***** Information provided

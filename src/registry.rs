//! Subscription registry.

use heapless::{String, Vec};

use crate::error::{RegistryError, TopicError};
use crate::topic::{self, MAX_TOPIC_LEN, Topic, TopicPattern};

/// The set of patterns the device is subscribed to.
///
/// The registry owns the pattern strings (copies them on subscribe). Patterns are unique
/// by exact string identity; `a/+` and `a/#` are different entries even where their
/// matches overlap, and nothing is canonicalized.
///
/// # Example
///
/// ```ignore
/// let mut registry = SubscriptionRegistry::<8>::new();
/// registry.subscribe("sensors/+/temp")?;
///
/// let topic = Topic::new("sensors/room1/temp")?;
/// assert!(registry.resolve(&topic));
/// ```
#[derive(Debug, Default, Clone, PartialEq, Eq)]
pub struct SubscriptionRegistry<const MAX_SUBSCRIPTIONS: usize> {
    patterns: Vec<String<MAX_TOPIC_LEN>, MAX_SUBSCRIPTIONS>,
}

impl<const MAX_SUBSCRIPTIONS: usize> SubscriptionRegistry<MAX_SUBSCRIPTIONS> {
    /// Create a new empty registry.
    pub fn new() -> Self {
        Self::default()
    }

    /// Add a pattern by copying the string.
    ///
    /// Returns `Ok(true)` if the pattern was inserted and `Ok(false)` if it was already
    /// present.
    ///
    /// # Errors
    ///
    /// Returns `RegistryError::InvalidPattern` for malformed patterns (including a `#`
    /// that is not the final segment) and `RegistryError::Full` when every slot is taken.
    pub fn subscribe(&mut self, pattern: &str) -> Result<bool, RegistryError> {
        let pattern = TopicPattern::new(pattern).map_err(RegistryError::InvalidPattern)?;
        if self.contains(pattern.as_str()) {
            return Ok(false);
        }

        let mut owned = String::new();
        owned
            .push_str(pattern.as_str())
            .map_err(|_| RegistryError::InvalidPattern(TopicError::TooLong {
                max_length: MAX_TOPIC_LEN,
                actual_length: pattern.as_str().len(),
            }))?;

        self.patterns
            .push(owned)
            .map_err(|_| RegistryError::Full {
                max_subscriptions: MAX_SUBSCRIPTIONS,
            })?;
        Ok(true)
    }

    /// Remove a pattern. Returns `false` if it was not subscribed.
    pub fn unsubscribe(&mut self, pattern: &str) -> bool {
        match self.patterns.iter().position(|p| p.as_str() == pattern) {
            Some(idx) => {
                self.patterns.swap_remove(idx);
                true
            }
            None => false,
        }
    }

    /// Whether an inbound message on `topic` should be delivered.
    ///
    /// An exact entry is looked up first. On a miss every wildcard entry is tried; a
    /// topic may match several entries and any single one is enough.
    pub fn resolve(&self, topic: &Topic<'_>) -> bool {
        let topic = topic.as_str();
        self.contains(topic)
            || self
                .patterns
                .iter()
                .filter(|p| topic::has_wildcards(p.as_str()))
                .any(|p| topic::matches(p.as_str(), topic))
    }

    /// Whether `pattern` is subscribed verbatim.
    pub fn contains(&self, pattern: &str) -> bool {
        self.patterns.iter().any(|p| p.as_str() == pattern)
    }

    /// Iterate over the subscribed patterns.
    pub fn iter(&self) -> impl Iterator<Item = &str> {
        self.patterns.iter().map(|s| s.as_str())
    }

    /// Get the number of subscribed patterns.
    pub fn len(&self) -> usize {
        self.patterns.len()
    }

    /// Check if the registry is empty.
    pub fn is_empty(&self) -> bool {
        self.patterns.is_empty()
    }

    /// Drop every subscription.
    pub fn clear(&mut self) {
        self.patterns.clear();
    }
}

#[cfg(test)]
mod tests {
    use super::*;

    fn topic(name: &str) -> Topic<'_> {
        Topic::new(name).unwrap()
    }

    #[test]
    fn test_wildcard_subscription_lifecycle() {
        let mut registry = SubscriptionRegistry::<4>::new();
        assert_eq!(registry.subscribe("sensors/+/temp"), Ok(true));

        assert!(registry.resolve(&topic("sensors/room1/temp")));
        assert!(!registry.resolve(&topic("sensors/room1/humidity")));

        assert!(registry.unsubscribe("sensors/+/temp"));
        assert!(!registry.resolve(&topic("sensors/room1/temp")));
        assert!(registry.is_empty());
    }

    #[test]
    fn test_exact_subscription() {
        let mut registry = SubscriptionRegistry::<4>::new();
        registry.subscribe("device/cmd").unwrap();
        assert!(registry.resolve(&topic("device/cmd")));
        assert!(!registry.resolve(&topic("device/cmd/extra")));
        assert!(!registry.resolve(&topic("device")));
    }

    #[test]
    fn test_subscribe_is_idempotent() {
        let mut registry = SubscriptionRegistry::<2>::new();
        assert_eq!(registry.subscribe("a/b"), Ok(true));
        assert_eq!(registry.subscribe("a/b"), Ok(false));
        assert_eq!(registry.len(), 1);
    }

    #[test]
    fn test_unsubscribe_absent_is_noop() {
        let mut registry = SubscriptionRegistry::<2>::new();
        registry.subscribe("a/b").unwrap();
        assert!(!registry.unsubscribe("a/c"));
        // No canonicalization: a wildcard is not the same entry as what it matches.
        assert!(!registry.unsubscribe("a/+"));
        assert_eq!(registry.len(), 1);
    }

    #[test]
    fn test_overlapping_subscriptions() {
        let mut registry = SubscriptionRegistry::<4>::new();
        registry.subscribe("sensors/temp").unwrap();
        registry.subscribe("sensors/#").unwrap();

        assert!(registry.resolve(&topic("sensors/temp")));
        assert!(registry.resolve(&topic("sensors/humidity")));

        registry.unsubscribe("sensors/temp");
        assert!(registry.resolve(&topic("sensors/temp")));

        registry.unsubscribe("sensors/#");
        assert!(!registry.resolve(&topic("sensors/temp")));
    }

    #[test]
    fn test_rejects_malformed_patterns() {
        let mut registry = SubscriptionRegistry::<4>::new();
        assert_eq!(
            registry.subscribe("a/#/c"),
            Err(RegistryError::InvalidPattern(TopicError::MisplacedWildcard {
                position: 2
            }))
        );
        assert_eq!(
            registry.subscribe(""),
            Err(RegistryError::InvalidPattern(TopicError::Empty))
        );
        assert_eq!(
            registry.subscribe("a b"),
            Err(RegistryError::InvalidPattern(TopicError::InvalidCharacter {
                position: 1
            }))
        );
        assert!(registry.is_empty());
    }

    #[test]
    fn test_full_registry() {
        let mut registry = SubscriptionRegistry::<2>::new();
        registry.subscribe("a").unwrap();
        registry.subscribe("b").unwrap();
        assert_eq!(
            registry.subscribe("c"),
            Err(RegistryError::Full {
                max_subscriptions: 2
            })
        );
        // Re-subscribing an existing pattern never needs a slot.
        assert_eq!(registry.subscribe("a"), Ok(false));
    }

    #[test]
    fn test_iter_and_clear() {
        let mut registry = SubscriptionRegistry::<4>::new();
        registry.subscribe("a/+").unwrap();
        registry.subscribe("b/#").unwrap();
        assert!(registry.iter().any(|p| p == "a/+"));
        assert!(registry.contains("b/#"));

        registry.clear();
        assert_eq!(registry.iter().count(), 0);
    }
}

**********

Check each line of the listing above for the string "Returns", then give how many lines have it. No other text.

3